Der von Lennie James (“The Walking Dead”) gespielte “Nelly” Rowe begibt sich damit nicht nur auf eine Reise, die seine Unschuld beweisen soll. Auf seiner Suche wird ihm auch immer wieder sein verantwortungsloses Verhalten aus der Vergangenheit vor Augen geführt. Tatsächlich ist “Save Me” die Version von “96 Hours”, in der der suchende Vater keine Spezialausbildung genossen hat, sondern ein einfacher Mann aus der Nachbarschaft ist. Wie der Asi-Nachbar, dem nur ungerne Milch geliehen wird, wenn er an die Tür klopft. Er trinkt seinen Kaffee morgens mit einem ordentlichen Schuss, lässt seine Womanizer-Qualitäten trotz Freundin immer wieder spielen und stürzt sich regelmäßig in hitzige Diskussionen im Pub um die Ecke.

Sein zu Hause nennt er ein ärmeres Viertel im Süd-Osten Londons. Dabei ergänzen sich er und sein Stadtteil nur zu gut. Beide sehen so aus, als ob sie bessere Zeiten vertragen könnten. Wie ein metaphorischer Hoffnungsschimmer, der andeutet, dass es bald soweit sein könnte, trägt Nelly mit Beginn seiner Suche eine knallgelbe Winterjacke. Lennie James, der neben seiner Hauptrolle auch die Rolle des Autoren einnimmt, hat damit inmitten des grauen Londons nicht nur ein schönes Bild gezeichnet. Er hat damit auch gezeigt, wie leicht einer Figur ein Markenzeichen verpasst werden kann. Gut, dass es keine gelbe Regenjacke geworden ist. Die hat bekanntlich schon “Dark” für sich beansprucht.

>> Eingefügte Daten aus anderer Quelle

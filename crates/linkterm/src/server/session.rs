//! One terminal session: a WebSocket connection bridged to a shell.
//!
//! Four tasks share a session. The inbound pump feeds client frames to the
//! PTY, the outbound pump feeds PTY output to the connection, the exit
//! watcher sends the closing frame when the shell exits, and a single writer
//! task owns the sink. Everything sent on the connection goes through the
//! writer's queue.
//!
//! [`SessionState`] decides which task gets to report the end of the
//! session, so the first unexpected error is logged once and later errors
//! caused by the teardown itself stay quiet.

use std::sync::Arc;
use std::time::{Duration, Instant};

use futures_util::stream::{SplitSink, SplitStream};
use futures_util::{SinkExt, StreamExt};
use protocol::{decode_client_frame, format_duration, ControlMessage, Frame, SessionState, TerminalSize};
use tokio::io::{AsyncRead, AsyncWrite};
use tokio::sync::mpsc;
use tokio_tungstenite::tungstenite::{Error as WsError, Message as WsMessage};
use tokio_tungstenite::WebSocketStream;
use tokio_util::sync::CancellationToken;
use uuid::Uuid;

use super::SessionSettings;
use crate::network::{classify, close_message, ErrorClass, SESSION_ENDED_REASON};
use crate::session::{PtyProcess, Termination};

/// Capacity of the outbound message queue.
const QUEUE_CAPACITY: usize = 64;

/// How long the exit watcher lets trailing output drain before closing.
const OUTPUT_DRAIN_TIMEOUT: Duration = Duration::from_millis(250);

/// Bound on flushing queued frames once teardown has run.
const WRITER_FLUSH_TIMEOUT: Duration = Duration::from_secs(2);

/// Who is on the other end of a session, for logging.
#[derive(Debug, Clone, PartialEq, Eq)]
pub struct ClientInfo {
    /// Resolved client address.
    pub ip: String,
    /// `User-Agent` header, `"Unknown"` when absent.
    pub user_agent: String,
}

impl ClientInfo {
    /// Build client info, defaulting the user agent.
    pub fn new(ip: String, user_agent: Option<String>) -> Self {
        Self {
            ip,
            user_agent: user_agent
                .filter(|ua| !ua.is_empty())
                .unwrap_or_else(|| "Unknown".to_string()),
        }
    }
}

/// Run a session on an upgraded connection until it ends.
pub async fn run<S>(
    mut ws: WebSocketStream<S>,
    client: ClientInfo,
    settings: &SessionSettings,
    shutdown: CancellationToken,
) where
    S: AsyncRead + AsyncWrite + Unpin + Send + 'static,
{
    let id = Uuid::new_v4().to_string();

    let (pty, reader) = match PtyProcess::spawn(&settings.shell, TerminalSize::default()) {
        Ok(spawned) => spawned,
        Err(e) => {
            tracing::error!(
                session_id = %id,
                client_ip = %client.ip,
                error = %e,
                "Failed to start shell"
            );
            let _ = ws.close(None).await;
            return;
        }
    };

    let started = Instant::now();
    tracing::info!(
        session_id = %id,
        client_ip = %client.ip,
        user_agent = %client.user_agent,
        pid = ?pty.pid(),
        "New terminal session"
    );

    let pty = Arc::new(pty);
    let state = Arc::new(SessionState::new());
    let (sink, stream) = ws.split();
    let (queue, queue_rx) = mpsc::channel(QUEUE_CAPACITY);

    let writer = tokio::spawn(write_loop(sink, queue_rx, Arc::clone(&state), id.clone()));

    let output_done = CancellationToken::new();
    let mut outbound = tokio::spawn(outbound_pump(
        reader.into_channel(settings.read_buffer_size),
        queue.clone(),
        output_done.clone(),
    ));

    let mut inbound = tokio::spawn(inbound_pump(
        stream,
        Arc::clone(&pty),
        Arc::clone(&state),
        id.clone(),
    ));

    let watcher = tokio::spawn(exit_watcher(
        Arc::clone(&pty),
        Arc::clone(&state),
        queue,
        output_done,
        id.clone(),
    ));

    tokio::select! {
        _ = &mut inbound => {}
        _ = &mut outbound => {}
        _ = shutdown.cancelled() => {
            if state.begin_closing() {
                tracing::info!(session_id = %id, "Closing session for server shutdown");
            }
        }
    }

    // Teardown: stop the shell, let the watcher send its frame, then drop
    // every queue sender so the writer flushes and closes the sink.
    pty.close().await;
    let termination = pty.terminate(settings.grace_period).await;
    match termination {
        Termination::Exited(_) => {}
        Termination::Killed => {
            tracing::warn!(session_id = %id, "Shell did not exit in time and was killed");
        }
        Termination::Unsignalled => {
            tracing::warn!(session_id = %id, "Shell did not exit in time and has no pid to signal");
        }
    }

    if tokio::time::timeout(settings.grace_period + OUTPUT_DRAIN_TIMEOUT, watcher)
        .await
        .is_err()
    {
        tracing::debug!(session_id = %id, "Exit watcher did not finish");
    }
    inbound.abort();
    outbound.abort();

    if tokio::time::timeout(WRITER_FLUSH_TIMEOUT, writer).await.is_err() {
        tracing::debug!(session_id = %id, "Writer did not flush in time");
    }

    if state.finish() {
        tracing::info!(
            session_id = %id,
            client_ip = %client.ip,
            duration = %format_duration(started.elapsed()),
            "Session ended"
        );
    }
}

/// Log a transport error according to its class.
fn report_error(state: &SessionState, id: &str, direction: &str, error: &WsError) {
    match classify(error) {
        ErrorClass::AlreadyClosed => {}
        ErrorClass::UnexpectedClosure => {
            if state.begin_closing() {
                tracing::info!(session_id = %id, "Client disconnected unexpectedly");
            }
        }
        ErrorClass::Other => {
            if state.begin_closing() {
                tracing::error!(session_id = %id, direction, error = %error, "WebSocket error");
            }
        }
    }
}

async fn write_loop<S>(
    mut sink: SplitSink<WebSocketStream<S>, WsMessage>,
    mut queue: mpsc::Receiver<WsMessage>,
    state: Arc<SessionState>,
    id: String,
) where
    S: AsyncRead + AsyncWrite + Unpin,
{
    while let Some(message) = queue.recv().await {
        let is_close = matches!(message, WsMessage::Close(_));
        if let Err(e) = sink.send(message).await {
            report_error(&state, &id, "write", &e);
            break;
        }
        if is_close {
            break;
        }
    }

    // Best effort: the peer may already be gone
    let _ = sink.close().await;
}

async fn inbound_pump<S>(
    mut stream: SplitStream<WebSocketStream<S>>,
    pty: Arc<PtyProcess>,
    state: Arc<SessionState>,
    id: String,
) where
    S: AsyncRead + AsyncWrite + Unpin,
{
    while let Some(result) = stream.next().await {
        let frame = match result {
            Ok(WsMessage::Text(text)) => Frame::Text(text),
            Ok(WsMessage::Binary(bytes)) => Frame::Binary(bytes),
            Ok(WsMessage::Close(_)) => {
                if state.begin_closing() {
                    tracing::info!(session_id = %id, "Client closed connection");
                }
                return;
            }
            // Ping and pong are answered by tungstenite
            Ok(_) => continue,
            Err(e) => {
                report_error(&state, &id, "read", &e);
                return;
            }
        };

        match decode_client_frame(frame) {
            Some(ControlMessage::Data(bytes)) => {
                if let Err(e) = pty.write(&bytes).await {
                    if !state.is_closing() {
                        tracing::debug!(session_id = %id, error = %e, "Failed to write to PTY");
                    }
                    return;
                }
            }
            Some(ControlMessage::Resize(size)) => {
                if let Err(e) = pty.resize(size).await {
                    tracing::error!(session_id = %id, error = %e, "Failed to resize PTY");
                }
            }
            None => {
                tracing::debug!(session_id = %id, "Ignoring malformed resize message");
            }
        }
    }

    if state.begin_closing() {
        tracing::info!(session_id = %id, "Client connection ended");
    }
}

async fn outbound_pump(
    mut output: mpsc::Receiver<Vec<u8>>,
    queue: mpsc::Sender<WsMessage>,
    done: CancellationToken,
) {
    while let Some(chunk) = output.recv().await {
        if queue.send(WsMessage::Binary(chunk)).await.is_err() {
            break;
        }
    }
    done.cancel();
}

async fn exit_watcher(
    pty: Arc<PtyProcess>,
    state: Arc<SessionState>,
    queue: mpsc::Sender<WsMessage>,
    output_done: CancellationToken,
    id: String,
) {
    let status = pty.wait_exit().await;
    tracing::debug!(session_id = %id, code = ?status.code, "Shell exited");

    let _ = tokio::time::timeout(OUTPUT_DRAIN_TIMEOUT, output_done.cancelled()).await;

    if state.begin_closing() {
        tracing::info!(session_id = %id, "Shell exited, closing connection");
        let _ = queue.send(close_message(SESSION_ENDED_REASON)).await;
    }
}
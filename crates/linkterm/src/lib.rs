//! # LinkTerm
//!
//! A remote shell over a WebSocket. One binary plays both roles:
//!
//! - **server**: accepts WebSocket connections on `/terminal` and bridges
//!   each one to a fresh shell running on a pseudo-terminal
//! - **client**: puts the local terminal in raw mode and connects it to a
//!   server, forwarding keystrokes, output and window resizes
//!
//! ## Architecture
//!
//! ```text
//!  keyboard ─► client::session ──binary──►  server::session ─► PTY ─► shell
//!  screen   ◄─ client::session ◄─binary──   server::session ◄─ PTY ◄─┘
//!  SIGWINCH ─► client::resize  ──text "resize:c:r"──► PTY size
//! ```
//!
//! The wire contract and the disconnect bookkeeping live in the `protocol`
//! crate so both roles share one definition.
//!
//! ## Quick Start
//!
//! ```rust,no_run
//! use linkterm::config::ServerConfig;
//! use linkterm::server::Server;
//!
//! #[tokio::main]
//! async fn main() -> anyhow::Result<()> {
//!     let server = Server::bind(&ServerConfig::default()).await?;
//!     server.run().await
//! }
//! ```
//!
//! ## Modules
//!
//! - [`config`]: Configuration loading and defaults
//! - [`logging`]: Tracing subscriber setup
//! - [`session`]: Shell processes on pseudo-terminals
//! - [`network`]: Error classification, close frames, proxy dialing
//! - [`server`]: Session bridge
//! - [`client`]: Terminal controller

pub mod client;
pub mod config;
pub mod logging;
pub mod network;
pub mod server;
pub mod session;

// Re-export protocol for convenience
pub use protocol;

pub use client::{dial, ClientError, DialOptions, TerminalController};
pub use config::{Config, ConfigError};
pub use server::{serve_connection, Server, SessionSettings};
pub use session::{PtyProcess, SessionError, ShellCommand};
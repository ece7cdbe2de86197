//! Session bridge (server role).
//!
//! The server listens for WebSocket upgrades on [`protocol::TERMINAL_PATH`]
//! and gives every accepted connection its own shell on a fresh PTY. Origins
//! are not checked; access control belongs to the network placement or the
//! tunnel in front of the server.

pub mod session;

use std::net::SocketAddr;
use std::sync::Arc;
use std::time::Duration;

use anyhow::{Context, Result};
use protocol::{client_ip, TERMINAL_PATH};
use tokio::io::{AsyncRead, AsyncWrite};
use tokio::net::TcpListener;
use tokio_tungstenite::accept_hdr_async;
use tokio_tungstenite::tungstenite::handshake::server::{ErrorResponse, Request, Response};
use tokio_tungstenite::tungstenite::http::StatusCode;
use tokio_util::sync::CancellationToken;
use tokio_util::task::TaskTracker;

use crate::config::ServerConfig;
use crate::session::{SessionError, ShellCommand};

pub use session::ClientInfo;

/// How long `run` waits for live sessions to tear down after shutdown.
const SHUTDOWN_DRAIN_TIMEOUT: Duration = Duration::from_secs(5);

/// Back-off after a failed `accept`.
const ACCEPT_ERROR_BACKOFF: Duration = Duration::from_millis(100);

/// Per-session settings derived from [`ServerConfig`].
#[derive(Debug, Clone)]
pub struct SessionSettings {
    /// Shell spawned for each session.
    pub shell: ShellCommand,
    /// Bound on voluntary exit after SIGTERM.
    pub grace_period: Duration,
    /// Size of one PTY read.
    pub read_buffer_size: usize,
}

impl SessionSettings {
    /// Resolve the shell and copy the relevant settings.
    pub fn from_config(config: &ServerConfig) -> Result<Self, SessionError> {
        Ok(Self {
            shell: ShellCommand::detect(config.shell.as_deref(), &config.shell_args)?,
            grace_period: config.grace_period(),
            read_buffer_size: config.read_buffer_size,
        })
    }
}

/// A bound terminal server.
pub struct Server {
    listener: TcpListener,
    settings: Arc<SessionSettings>,
    shutdown: CancellationToken,
}

impl Server {
    /// Resolve the shell and bind the listening socket.
    ///
    /// Failure here is fatal to the process.
    pub async fn bind(config: &ServerConfig) -> Result<Self> {
        let settings = SessionSettings::from_config(config)?;

        let address = config.bind_address();
        let listener = TcpListener::bind(&address)
            .await
            .with_context(|| format!("Failed to bind {}", address))?;

        Ok(Self {
            listener,
            settings: Arc::new(settings),
            shutdown: CancellationToken::new(),
        })
    }

    /// Address actually bound, useful with port 0.
    pub fn local_addr(&self) -> std::io::Result<SocketAddr> {
        self.listener.local_addr()
    }

    /// Token that stops the accept loop and every live session when cancelled.
    pub fn shutdown_token(&self) -> CancellationToken {
        self.shutdown.clone()
    }

    /// Settings applied to each session.
    pub fn settings(&self) -> &SessionSettings {
        &self.settings
    }

    /// Accept connections until the shutdown token is cancelled.
    pub async fn run(self) -> Result<()> {
        let local = self.local_addr()?;
        tracing::info!(
            address = %local,
            shell = %self.settings.shell.program(),
            "Terminal server listening on ws://{}{}",
            local,
            TERMINAL_PATH
        );

        let tracker = TaskTracker::new();

        loop {
            tokio::select! {
                _ = self.shutdown.cancelled() => {
                    tracing::info!("Server shutting down");
                    break;
                }
                accepted = self.listener.accept() => match accepted {
                    Ok((stream, peer)) => {
                        tracing::debug!(peer = %peer, "Accepted connection");
                        let settings = Arc::clone(&self.settings);
                        let shutdown = self.shutdown.child_token();
                        tracker.spawn(async move {
                            serve_connection(stream, peer.to_string(), settings, shutdown).await;
                        });
                    }
                    Err(e) => {
                        tracing::warn!(error = %e, "TCP accept error");
                        tokio::time::sleep(ACCEPT_ERROR_BACKOFF).await;
                    }
                },
            }
        }

        tracker.close();
        if tokio::time::timeout(SHUTDOWN_DRAIN_TIMEOUT, tracker.wait())
            .await
            .is_err()
        {
            tracing::warn!(sessions = tracker.len(), "Sessions still running at shutdown");
        }

        Ok(())
    }
}

/// Upgrade one inbound stream and run a terminal session on it.
///
/// Generic over the stream so that paths other than the TCP listener, such
/// as a relay connector, can feed connections into the same bridge. Errors
/// end this session only; they are logged and never propagated.
pub async fn serve_connection<S>(
    stream: S,
    peer: String,
    settings: Arc<SessionSettings>,
    shutdown: CancellationToken,
) where
    S: AsyncRead + AsyncWrite + Unpin + Send + 'static,
{
    let mut info = None;
    let callback = |request: &Request, response: Response| {
        let path = request.uri().path();
        if path != TERMINAL_PATH {
            tracing::debug!(peer = %peer, path = %path, "Rejecting upgrade for unknown path");
            let mut rejection = ErrorResponse::new(Some("Not Found".to_string()));
            *rejection.status_mut() = StatusCode::NOT_FOUND;
            return Err(rejection);
        }
        info = Some(client_info(request, &peer));
        Ok(response)
    };

    let ws = match accept_hdr_async(stream, callback).await {
        Ok(ws) => ws,
        Err(e) => {
            tracing::warn!(peer = %peer, error = %e, "WebSocket upgrade failed");
            return;
        }
    };

    let info = info.unwrap_or_else(|| ClientInfo::new(client_ip(None, None, None, &peer), None));
    session::run(ws, info, &settings, shutdown).await;
}

fn client_info(request: &Request, peer: &str) -> ClientInfo {
    let header = |name: &str| {
        request
            .headers()
            .get(name)
            .and_then(|value| value.to_str().ok())
    };

    let ip = client_ip(
        header("CF-Connecting-IP"),
        header("CF-Connecting-IPv6"),
        header("X-Forwarded-For"),
        peer,
    );
    ClientInfo::new(ip, header("User-Agent").map(str::to_string))
}

#[cfg(test)]
mod tests {
    use super::*;

    fn request(headers: &[(&str, &str)]) -> Request {
        let mut builder = Request::builder().uri("/terminal");
        for (name, value) in headers {
            builder = builder.header(*name, *value);
        }
        builder.body(()).unwrap()
    }

    #[test]
    fn test_client_info_from_headers() {
        let req = request(&[
            ("X-Forwarded-For", "198.51.100.4, 10.0.0.1"),
            ("User-Agent", "LinkTerm/0.3.0 linux/x86_64"),
        ]);
        let info = client_info(&req, "127.0.0.1:40000");
        assert_eq!(info.ip, "198.51.100.4");
        assert_eq!(info.user_agent, "LinkTerm/0.3.0 linux/x86_64");
    }

    #[test]
    fn test_client_info_defaults() {
        let info = client_info(&request(&[]), "127.0.0.1:40000");
        assert_eq!(info.ip, "127.0.0.1");
        assert_eq!(info.user_agent, "Unknown");
    }

    #[test]
    fn test_settings_from_config() {
        let config = ServerConfig {
            shell: Some("/bin/sh".to_string()),
            shell_args: vec!["-i".to_string()],
            grace_period_ms: 250,
            ..ServerConfig::default()
        };
        let settings = SessionSettings::from_config(&config).unwrap();
        assert_eq!(settings.shell.program(), "/bin/sh");
        assert_eq!(settings.shell.args(), ["-i"]);
        assert_eq!(settings.grace_period, Duration::from_millis(250));
        assert_eq!(settings.read_buffer_size, 1024);
    }

    #[tokio::test]
    async fn test_bind_reports_address() {
        let config = ServerConfig {
            host: "127.0.0.1".to_string(),
            port: 0,
            shell: Some("/bin/sh".to_string()),
            ..ServerConfig::default()
        };
        let server = Server::bind(&config).await.unwrap();
        assert_ne!(server.local_addr().unwrap().port(), 0);
    }

    #[tokio::test]
    async fn test_bind_failure_is_fatal() {
        let first = tokio::net::TcpListener::bind("127.0.0.1:0").await.unwrap();
        let port = first.local_addr().unwrap().port();

        let config = ServerConfig {
            host: "127.0.0.1".to_string(),
            port,
            shell: Some("/bin/sh".to_string()),
            ..ServerConfig::default()
        };
        let err = Server::bind(&config).await.err().unwrap();
        assert!(err.to_string().contains("Failed to bind"));
    }
}
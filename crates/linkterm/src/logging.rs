//! Tracing subscriber setup.
//!
//! Logs never go to stdout: on the client, stdout carries the remote
//! terminal's bytes.

use std::path::Path;

use anyhow::{Context, Result};
use tracing_appender::non_blocking::WorkerGuard;
use tracing_subscriber::EnvFilter;

/// Level selected by the number of `-d` flags, falling back to `configured`.
pub fn effective_level(configured: &str, debug_count: u8) -> String {
    match debug_count {
        0 => configured.to_lowercase(),
        1 => "debug".to_string(),
        _ => "trace".to_string(),
    }
}

/// Build the filter: `RUST_LOG` when set, otherwise `level`.
pub fn build_filter(level: &str) -> EnvFilter {
    EnvFilter::try_from_default_env().unwrap_or_else(|_| EnvFilter::new(level))
}

/// Install the global subscriber.
///
/// With `file` set, logs are appended to that file through a background
/// writer; keep the returned guard alive until exit so buffered lines are
/// flushed.
pub fn init(level: &str, file: Option<&Path>) -> Result<Option<WorkerGuard>> {
    let filter = build_filter(level);

    match file {
        Some(path) => {
            let directory = path
                .parent()
                .filter(|p| !p.as_os_str().is_empty())
                .unwrap_or_else(|| Path::new("."));
            let file_name = path
                .file_name()
                .with_context(|| format!("Log file path has no file name: {}", path.display()))?;

            std::fs::create_dir_all(directory).with_context(|| {
                format!("Failed to create log directory: {}", directory.display())
            })?;

            let appender = tracing_appender::rolling::never(directory, file_name);
            let (writer, guard) = tracing_appender::non_blocking(appender);

            tracing_subscriber::fmt()
                .with_env_filter(filter)
                .with_writer(writer)
                .with_ansi(false)
                .init();

            Ok(Some(guard))
        }
        None => {
            tracing_subscriber::fmt()
                .with_env_filter(filter)
                .with_writer(std::io::stderr)
                .init();

            Ok(None)
        }
    }
}
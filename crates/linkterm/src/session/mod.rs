//! Shell processes on pseudo-terminals.

pub mod pty;

pub use pty::{
    shell_exists, terminate_with, NixSignaller, ProcessSignaller, PtyProcess, PtyReader,
    SessionError, ShellCommand, ShellExit, Termination,
};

Die Kleiderwahl liegt auf der Liste der richtigen Showrunner-Entscheidungen dennoch weiter hinten. Viel beeindruckender ist die Konsequenz, mit der James und Regisseur Nick Murphy ("The Last Kingdom") ihr kantiges London-Pub-Feeling durchgezogen haben. Zum einen haben wir da besagten Nelson Rowe, der mit seinem einnehmenden Charakter die Serie beinahe alleine stemmt. Wie Walter White in “Breaking Bad” oder Al Swearingen in “Deadwood”, ist er ein Typ, der mit seiner Präsenz einen ganzen Saal einnehmen kann. Der Grund dafür ist beinahe simpel: Er verkörpert auf der einen Seite das, was wir als Zuschauer auch selbst fühlen und für nachvollziehbar erachten. Auf der anderen Seite ist er aber auch der Bad Boy, den viele nicht ausleben, aber faszinierend finden.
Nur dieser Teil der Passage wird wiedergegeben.